*** Block opens ***
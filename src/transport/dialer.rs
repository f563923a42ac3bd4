//! Client role: connect supervision.
//!
//! A single supervision loop keeps the endpoint attached to its server:
//!
//! ```text
//! Disconnected ─► Connecting ─┬─► Connected ─(read loop ends)─► Disconnected
//!       ▲                     │
//!       └──(retry delay)──────┘ connect failed / timed out
//! ```
//!
//! While connected the loop idles, waking on a fixed interval or as soon as
//! the read loop reports the link gone.

use std::sync::atomic::{AtomicU64, Ordering};
use std::sync::{Arc, Mutex, PoisonError};

use tokio::sync::Notify;

use crate::error::BusError;
use crate::frame::CanFrame;
use crate::protocol::encode_record;

use super::core::{BusCore, LinkState};
use super::pipe::PipeStream;
use super::writer::{spawn_writer_task, WriterHandle};

/// The installed connection.
struct Link {
    id: u64,
    writer: WriterHandle,
}

pub(crate) struct Dialer {
    core: Arc<BusCore>,
    link: Mutex<Option<Link>>,
    next_id: AtomicU64,
    link_lost: Notify,
}

impl Dialer {
    pub(crate) fn new(core: Arc<BusCore>) -> Self {
        Self {
            core,
            link: Mutex::new(None),
            next_id: AtomicU64::new(1),
            link_lost: Notify::new(),
        }
    }

    /// Spawn the supervision loop. Must be called from within a tokio runtime.
    pub(crate) fn start(self: &Arc<Self>) {
        tokio::spawn(Arc::clone(self).supervise());
    }

    async fn supervise(self: Arc<Self>) {
        let token = self.core.token.clone();
        let connect_timeout = self.core.config.connect_timeout();
        let idle_poll = self.core.config.idle_poll();
        let retry_delay = self.core.config.retry_delay();

        while !token.is_cancelled() {
            if self.is_linked() {
                tokio::select! {
                    _ = token.cancelled() => break,
                    _ = tokio::time::sleep(idle_poll) => {}
                    _ = self.link_lost.notified() => {}
                }
                continue;
            }

            self.core.set_link_state(LinkState::Connecting);
            let attempt = tokio::select! {
                _ = token.cancelled() => break,
                attempt = tokio::time::timeout(connect_timeout, PipeStream::connect(&self.core.path)) => attempt,
            };

            match attempt {
                Ok(Ok(stream)) => self.install(stream),
                Ok(Err(e)) => {
                    self.connect_failed(&e);
                    if !self.core.pause(retry_delay).await {
                        break;
                    }
                }
                Err(_elapsed) => {
                    self.connect_failed(&BusError::ConnectTimeout(connect_timeout));
                    if !self.core.pause(retry_delay).await {
                        break;
                    }
                }
            }
        }

        // A connect attempt may have raced dispose
        self.core.set_link_state(LinkState::Disconnected);
        tracing::debug!("canbus client supervision loop stopped");
    }

    fn connect_failed(&self, error: &BusError) {
        self.core.set_link_state(LinkState::Disconnected);
        self.core.report_failure("Connect", error);
    }

    fn install(self: &Arc<Self>, stream: PipeStream) {
        let (reader, writer) = stream.into_split();
        let conn_token = self.core.token.child_token();
        let (handle, task) = spawn_writer_task(
            writer,
            self.core.config.writer_queue_capacity,
            conn_token.clone(),
        );
        self.core.watch_writer(task, conn_token.clone());

        let id = self.next_id.fetch_add(1, Ordering::Relaxed);
        {
            let mut link = self.link.lock().unwrap_or_else(PoisonError::into_inner);
            if self.core.token.is_cancelled() {
                conn_token.cancel();
                return;
            }
            *link = Some(Link { id, writer: handle });
            self.core.set_link_state(LinkState::Connected);
        }
        tracing::debug!("canbus client link {} up on {}", id, self.core.path.display());

        let this = Arc::clone(self);
        tokio::spawn(async move {
            if let Err(e) = this.core.read_frames(reader, &conn_token).await {
                this.core.report_failure("ClientRead", &e);
            }
            conn_token.cancel();
            this.drop_link(id);
        });
    }

    fn drop_link(&self, id: u64) {
        let mut link = self.link.lock().unwrap_or_else(PoisonError::into_inner);
        if !link.as_ref().is_some_and(|l| l.id == id) {
            return;
        }
        *link = None;
        self.core.set_link_state(LinkState::Disconnected);
        drop(link);

        tracing::debug!("canbus client link {} down", id);
        self.link_lost.notify_one();
    }

    fn is_linked(&self) -> bool {
        self.link
            .lock()
            .unwrap_or_else(PoisonError::into_inner)
            .is_some()
    }

    /// Enqueue the frame on the live link, or drop it when there is none.
    pub(crate) fn send(&self, frame: &CanFrame) {
        if self.core.token.is_cancelled() {
            return;
        }

        let writer = {
            let link = self.link.lock().unwrap_or_else(PoisonError::into_inner);
            link.as_ref().map(|l| l.writer.clone())
        };
        let Some(writer) = writer else {
            tracing::trace!("[{}] not connected, dropped {}", self.core.config.channel, frame);
            return;
        };

        match writer.try_send(encode_record(frame)) {
            Ok(()) => tracing::trace!("[{}] tx {}", self.core.config.channel, frame),
            // Writer already gone, the read loop has not dropped the link yet
            Err(BusError::ConnectionClosed) => {
                tracing::trace!("[{}] link closing, dropped {}", self.core.config.channel, frame)
            }
            Err(e) => self.core.report_failure("Send", &e),
        }
    }

    /// Drop the writer and report the link down.
    ///
    /// The token must already be cancelled.
    pub(crate) fn dispose(&self) {
        let mut link = self.link.lock().unwrap_or_else(PoisonError::into_inner);
        *link = None;
        self.core.set_link_state(LinkState::Disconnected);
    }
}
*** Block closes ***
WHAT TO DO
Copy every line of the data above in which the string "path" appears.

TASK ANSWER
                attempt = tokio::time::timeout(connect_timeout, PipeStream::connect(&self.core.path)) => attempt,
        tracing::debug!("canbus client link {} up on {}", id, self.core.path.display());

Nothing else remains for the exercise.